Dalam pembaruan terkini, hampir 2,900 aplikasi yang diajukan antara peluncuran skema Dukungan Pencari Kerja SkillsFuture pada bulan April dan Agustus telah disetujui. Menteri Ketenagakerjaan Tan See Leng mengungkapkan informasi ini saat menanggapi pertanyaan parlemen pada hari Selasa.
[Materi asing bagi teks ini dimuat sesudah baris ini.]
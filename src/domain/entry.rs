use std::fmt;

use indexmap::IndexMap;
use serde::{Deserialize, Deserializer, Serialize};
use serde_json::Value;

use super::labels;

/// Accent used for entries that do not carry their own color.
pub const DEFAULT_ACCENT: &str = "#e67e22";

/// Stable identifier of a catalog entry; ascending order is catalog order.
#[derive(Debug, Clone, Copy, PartialEq, Eq, Hash, PartialOrd, Ord, Serialize, Deserialize)]
#[serde(transparent)]
pub struct EntryId(pub i64);

impl fmt::Display for EntryId {
    fn fmt(&self, f: &mut fmt::Formatter<'_>) -> fmt::Result {
        write!(f, "{}", self.0)
    }
}

impl From<i64> for EntryId {
    fn from(value: i64) -> Self {
        EntryId(value)
    }
}

/// Star rating as shipped in the data file: either a number or a display string.
#[derive(Debug, Clone, PartialEq, Eq, Serialize, Deserialize)]
#[serde(untagged)]
pub enum StarRating {
    Count(i64),
    Text(String),
}

impl Default for StarRating {
    fn default() -> Self {
        StarRating::Text(String::new())
    }
}

impl fmt::Display for StarRating {
    fn fmt(&self, f: &mut fmt::Formatter<'_>) -> fmt::Result {
        match self {
            StarRating::Count(count) => write!(f, "★{count}"),
            StarRating::Text(text) => write!(f, "★{text}"),
        }
    }
}

/// The fixed attribute table shown in the basic-info panel.
#[derive(Debug, Clone, Default, PartialEq, Eq, Serialize, Deserialize)]
pub struct BasicAttributes {
    #[serde(
        rename = "도감번호",
        alias = "catalogNumber",
        default,
        deserialize_with = "lenient_text"
    )]
    pub catalog_number: Option<String>,
    #[serde(rename = "이름", alias = "name", default, deserialize_with = "lenient_text")]
    pub name: Option<String>,
    #[serde(rename = "희귀도", alias = "rarity", default, deserialize_with = "lenient_text")]
    pub rarity: Option<String>,
    #[serde(
        rename = "일반패턴",
        alias = "normalPattern",
        default,
        deserialize_with = "lenient_text"
    )]
    pub normal_pattern: Option<String>,
    #[serde(
        rename = "분노패턴",
        alias = "ragePattern",
        default,
        deserialize_with = "lenient_text"
    )]
    pub rage_pattern: Option<String>,
    #[serde(
        rename = "특수패턴1",
        alias = "specialPattern1",
        default,
        deserialize_with = "lenient_text"
    )]
    pub special_pattern_1: Option<String>,
    #[serde(
        rename = "특수패턴2",
        alias = "specialPattern2",
        default,
        deserialize_with = "lenient_text"
    )]
    pub special_pattern_2: Option<String>,
    #[serde(
        rename = "main_attack_element",
        alias = "mainAttackElement",
        default,
        deserialize_with = "lenient_text"
    )]
    pub attack_element: Option<String>,
    #[serde(
        rename = "weakness_element",
        alias = "weaknessElement",
        default,
        deserialize_with = "lenient_text"
    )]
    pub weakness_element: Option<String>,
}

#[derive(Debug, Clone, Default, PartialEq, Eq, Serialize, Deserialize)]
pub struct Detail {
    #[serde(default)]
    pub title: Option<String>,
    #[serde(
        rename = "guide",
        alias = "guideLines",
        default,
        deserialize_with = "nullable_lines"
    )]
    pub guide_lines: Vec<String>,
}

/// One catalog record. Entries are never mutated after load.
#[derive(Debug, Clone, PartialEq, Eq, Serialize, Deserialize)]
pub struct Entry {
    pub id: EntryId,
    pub name: String,
    #[serde(rename = "star", alias = "starRating", default)]
    pub star: StarRating,
    #[serde(default)]
    pub species: Option<String>,
    #[serde(default)]
    pub location: Option<String>,
    #[serde(rename = "color", alias = "colorCode", default)]
    pub color: Option<String>,
    #[serde(default)]
    pub image: Option<String>,
    #[serde(rename = "basic", alias = "basicAttributes", default)]
    pub basic: BasicAttributes,
    #[serde(default)]
    pub detail: Detail,
}

impl Entry {
    /// Label used by list rows and cards: `"<id>. <name>"`.
    pub fn list_label(&self) -> String {
        format!("{}. {}", self.id, self.name)
    }

    pub fn species_label(&self) -> &str {
        non_blank(self.species.as_deref()).unwrap_or(labels::UNKNOWN)
    }

    pub fn location_label(&self) -> &str {
        non_blank(self.location.as_deref()).unwrap_or(labels::UNKNOWN)
    }

    pub fn color_code(&self) -> &str {
        non_blank(self.color.as_deref()).unwrap_or(DEFAULT_ACCENT)
    }

    pub fn detail_title(&self) -> &str {
        non_blank(self.detail.title.as_deref()).unwrap_or(labels::DETAIL_TITLE)
    }

    /// Ordered rows for the basic-info panel; missing values carry their fallback.
    pub fn basic_rows(&self) -> IndexMap<&'static str, String> {
        let basic = &self.basic;
        let attribute = |value: &Option<String>| {
            non_blank(value.as_deref())
                .unwrap_or(labels::NOT_AVAILABLE)
                .to_string()
        };

        let mut rows = IndexMap::new();
        rows.insert(labels::ATTR_CATALOG_NUMBER, attribute(&basic.catalog_number));
        rows.insert(labels::ATTR_NAME, attribute(&basic.name));
        rows.insert(labels::ATTR_SPECIES, self.species_label().to_string());
        rows.insert(labels::ATTR_RARITY, attribute(&basic.rarity));
        rows.insert(labels::ATTR_LOCATION, self.location_label().to_string());
        rows.insert(labels::ATTR_NORMAL_PATTERN, attribute(&basic.normal_pattern));
        rows.insert(labels::ATTR_RAGE_PATTERN, attribute(&basic.rage_pattern));
        rows.insert(labels::ATTR_SPECIAL_PATTERN_1, attribute(&basic.special_pattern_1));
        rows.insert(labels::ATTR_SPECIAL_PATTERN_2, attribute(&basic.special_pattern_2));
        rows.insert(labels::ATTR_ATTACK_ELEMENT, attribute(&basic.attack_element));
        rows.insert(labels::ATTR_WEAKNESS_ELEMENT, attribute(&basic.weakness_element));
        rows
    }
}

fn non_blank(value: Option<&str>) -> Option<&str> {
    value.filter(|text| !text.trim().is_empty())
}

fn lenient_text<'de, D>(deserializer: D) -> Result<Option<String>, D::Error>
where
    D: Deserializer<'de>,
{
    let value = Option::<Value>::deserialize(deserializer)?;
    Ok(match value {
        None | Some(Value::Null) => None,
        Some(Value::String(text)) => Some(text),
        Some(other) => Some(other.to_string()),
    })
}

fn nullable_lines<'de, D>(deserializer: D) -> Result<Vec<String>, D::Error>
where
    D: Deserializer<'de>,
{
    Ok(Option::<Vec<String>>::deserialize(deserializer)?.unwrap_or_default())
}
Penelusuran demografi yang lebih mendalam menunjukkan bahwa sebagian besar pelamar berusia antara 26 hingga 40 tahun, yang menyoroti segmen signifikan tenaga kerja yang mencari bantuan selama masa ekonomi yang sulit ini. Namun, bagi mereka yang tidak lolos, alasan penolakannya cukup jelas. Tiga alasan teratas antara lain bukan pengangguran paksa, penghasilan bulanan melebihi S$5,000, atau tidak bekerja setidaknya selama enam bulan dalam setahun terakhir.
Tan telah menegaskan bahwa pelamar yang tidak berhasil masih memiliki opsi untuk mengajukan banding berdasarkan kasus per kasus. "Kami tetap teguh pada pendirian kami dalam kasus-kasus ini, karena skema JS dimaksudkan untuk mendukung mereka yang menganggur secara tidak sukarela... alih-alih mereka yang memilih untuk berhenti," ujarnya dalam komentar yang dilaporkan oleh The Business Times. Dalam kasus ambiguitas mengenai status pengangguran pelamar, Tenaga Kerja Singapura (WSG) mengambil inisiatif untuk memverifikasi klaim dengan pemberi kerja, memastikan penilaian yang menyeluruh.
Skema Dukungan Pencari Kerja SkillsFuture tersedia bagi warga negara Singapura berusia 21 tahun ke atas, dengan syarat mereka telah bekerja minimal enam bulan dalam setahun terakhir dengan pendapatan bulanan rata-rata S$5,000 atau kurang. Untuk memenuhi syarat, pelamar harus pernah mengalami pengangguran karena keadaan yang tidak dapat dikendalikan, termasuk PHK, penutupan perusahaan, atau pemutusan hubungan kerja yang terkait dengan sakit, cedera, atau kecelakaan. Selain itu, nilai properti tempat tinggal mereka tidak boleh melebihi S$31,000, sebuah detail yang tidak luput dari perhatian mereka yang sedang menghadapi kesulitan keuangan.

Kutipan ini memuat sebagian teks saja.